Güvenlik açığı bildiriminizin aşağıdaki bilgileri içermesi önerilir:

  • Açığın kısa açıklaması

  • Etkilenen sistem veya URL

  • Açığın yeniden üretilebilmesi için gerekli adımlar

  • Beklenen ve gerçekleşen davranış

  • Etki değerlendirmesi

  • Ekran görüntüsü veya kayıtlar (varsa)

  • İletişim bilgileriniz

Eksiksiz bilgiler, bildirimin daha hızlı değerlendirilmesini sağlar.


7. Değerlendirme Süreci

UHEX System, kendisine iletilen güvenlik açıklarını aşağıdaki esaslar doğrultusunda değerlendirir:

  • Bildirimin alındığının makul süre içerisinde teyit edilmesi,

  • Güvenlik açığının teknik olarak incelenmesi,

  • Risk seviyesinin değerlendirilmesi,

  • Gerekli düzeltmelerin planlanması,

  • Uygun görüldüğü takdirde bildirim sahibine süreç hakkında bilgilendirme yapılması.

Her bildirimin belirli bir süre içerisinde çözüleceği yönünde garanti verilmez.


8. Gizlilik

Güvenlik araştırmacıları tarafından paylaşılan bilgiler yalnızca güvenlik açığının değerlendirilmesi ve giderilmesi amacıyla kullanılacaktır.

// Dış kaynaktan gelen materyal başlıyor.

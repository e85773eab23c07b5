//! Relative prefix from a page to the site root.

/// Prefix for pages nested inside a known section directory.
pub const NESTED_PREFIX: &str = "../../";

/// Prefix for pages at the site root.
pub const ROOT_PREFIX: &str = "./";

/// Section directories whose pages live two levels below the site root.
pub const DEFAULT_SECTIONS: &[&str] = &["rsx-store", "rsx-bots", "rsx-system", "contato", "termos", "politica"];

/// Map a page path to the relative prefix where `components/` lives.
///
/// A path is nested when it contains `/{section}/` for any reserved section.
pub fn resolve_base_path<S: AsRef<str>>(path: &str, sections: &[S]) -> &'static str {
    let nested = sections.iter().any(|section| {
        let section = section.as_ref().trim_matches('/');
        !section.is_empty() && path.contains(&format!("/{section}/"))
    });

    if nested { NESTED_PREFIX } else { ROOT_PREFIX }
}

#[cfg(test)]
mod tests {
    use super::*;

    #[test]
    fn test_nested_sections() {
        for path in [
            "/rsx-store/",
            "/rsx-bots/index.html",
            "/site/rsx-system/pagina/",
            "/contato/",
            "/termos/index.html",
            "/politica/",
        ] {
            assert_eq!(resolve_base_path(path, DEFAULT_SECTIONS), "../../", "path {path}");
        }
    }

    #[test]
    fn test_root_pages() {
        for path in ["/", "/index.html", "/rsx-store", "/sobre/", "/rsx-storefront/"] {
            assert_eq!(resolve_base_path(path, DEFAULT_SECTIONS), "./", "path {path}");
        }
    }

    #[test]
    fn test_custom_sections() {
        let sections = vec!["docs".to_string(), "/blog/".to_string()];
        assert_eq!(resolve_base_path("/docs/intro.html", &sections), "../../");
        assert_eq!(resolve_base_path("/blog/2024/", &sections), "../../");
        assert_eq!(resolve_base_path("/rsx-store/", &sections), "./");
    }

    #[test]
    fn test_blank_section_ignored() {
        let sections = ["", "/"];
        assert_eq!(resolve_base_path("/anything/", &sections), "./");
    }
}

Araştırmacılar da, açık giderilmeden önce güvenlik açığını kamuya açıklamamayı kabul eder.


9. Ödül Programı

Bu politika, aksi açıkça belirtilmediği sürece herhangi bir ödül, ücret veya “Bug Bounty” programı oluşturmaz.

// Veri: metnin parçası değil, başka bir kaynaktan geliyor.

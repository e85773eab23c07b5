//! Component loader: fetch, cache and inject the shared header and footer.
//!
//! ### Region loading
//! - Placeholder absent: nothing happens (no cache read, no fetch, no hook).
//! - Cache hit under the running version: inject cached HTML, run the hook.
//! - Otherwise fetch; a non-empty body is injected, cached with the version
//!   tag, and the hook runs. An empty body (including any fetch failure)
//!   leaves the placeholder untouched and writes nothing.
//!
//! ### Whole page
//! Both regions read the cache first, then fetch concurrently; neither fetch
//! waits on the other. Once both settle and the ready delay elapses,
//! `RegionHooks::components_ready` runs.

use std::time::Duration;

use futures_util::future::join;

use rsx_core::{CachedFragment, FragmentCache, KeyValueStore, Region, SiteConfig, resolve_base_path};

use crate::delay;
use crate::fetch::FragmentSource;
use crate::page::{Page, RegionHooks};

/// How a region load ended.
#[derive(Debug, Clone, Copy, PartialEq, Eq)]
pub enum RegionOutcome {
    /// Served from the local cache.
    Cached,
    /// Fetched from the network, injected and cached.
    Fetched,
    /// The fragment could not be retrieved; the placeholder was left alone.
    Unavailable,
    /// The page has no placeholder for this region.
    NoPlaceholder,
}

impl RegionOutcome {
    pub fn injected(self) -> bool {
        matches!(self, RegionOutcome::Cached | RegionOutcome::Fetched)
    }
}

/// Outcome of loading both regions.
#[derive(Debug, Clone, Copy, PartialEq, Eq)]
pub struct LoadReport {
    pub header: RegionOutcome,
    pub footer: RegionOutcome,
}

/// Cache state of a region, read before any fetch.
enum Lookup {
    Skip,
    Hit(CachedFragment),
    Miss,
}

/// Loads shared fragments into a page through a version-tagged cache.
pub struct ComponentLoader<F, S> {
    source: F,
    cache: FragmentCache<S>,
    base_path: &'static str,
    components_dir: String,
    ready_delay: Duration,
}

UHEX System, tamamen kendi takdirine bağlı olarak teşekkür belgesi, kamuya açık teşekkür veya benzeri bir takdir sunabilir.


10. Hukuki Yaklaşım

İyi niyetli, bu politikaya uygun ve sistemlere zarar vermeyen güvenlik araştırmalarını destekliyoruz.

Ancak;

  • Yetkisiz erişim,

  • Veri kopyalama,

  • Veri ifşası,

  • Hizmet kesintisine neden olma,

  • Kullanıcı hesaplarını ele geçirme,

  • Ticari sırların paylaşılması,

  • Kötü niyetli faaliyetler

bu politika kapsamında değerlendirilmez ve ilgili hukuki süreçlerin başlatılmasına neden olabilir.


11. Politikanın Güncellenmesi

UHEX System, bu politikayı teknolojik gelişmeler, güvenlik ihtiyaçları veya yürürlükteki mevzuat doğrultusunda güncelleme hakkını saklı tutar.

Güncel sürüm yayımlandığı tarihten itibaren yürürlüğe girer.


12. İletişim

Güvenlik açıklarını aşağıdaki iletişim kanalı üzerinden bize bildirebilirsiniz:

UHEX System Bilgi ve İletişim Teknolojileri

Web Sitesi: uhexsystem.com

E-posta: security@uhexsystem.com (Bu adres kullanılmıyorsa info@uhexsystem.com adresini kullanabilirsiniz.)

Bildiriminizde mümkün olduğunca ayrıntılı teknik bilgi paylaşmanız, inceleme sürecinin daha hızlı ve sağlıklı yürütülmesine katkı sağlayacaktır.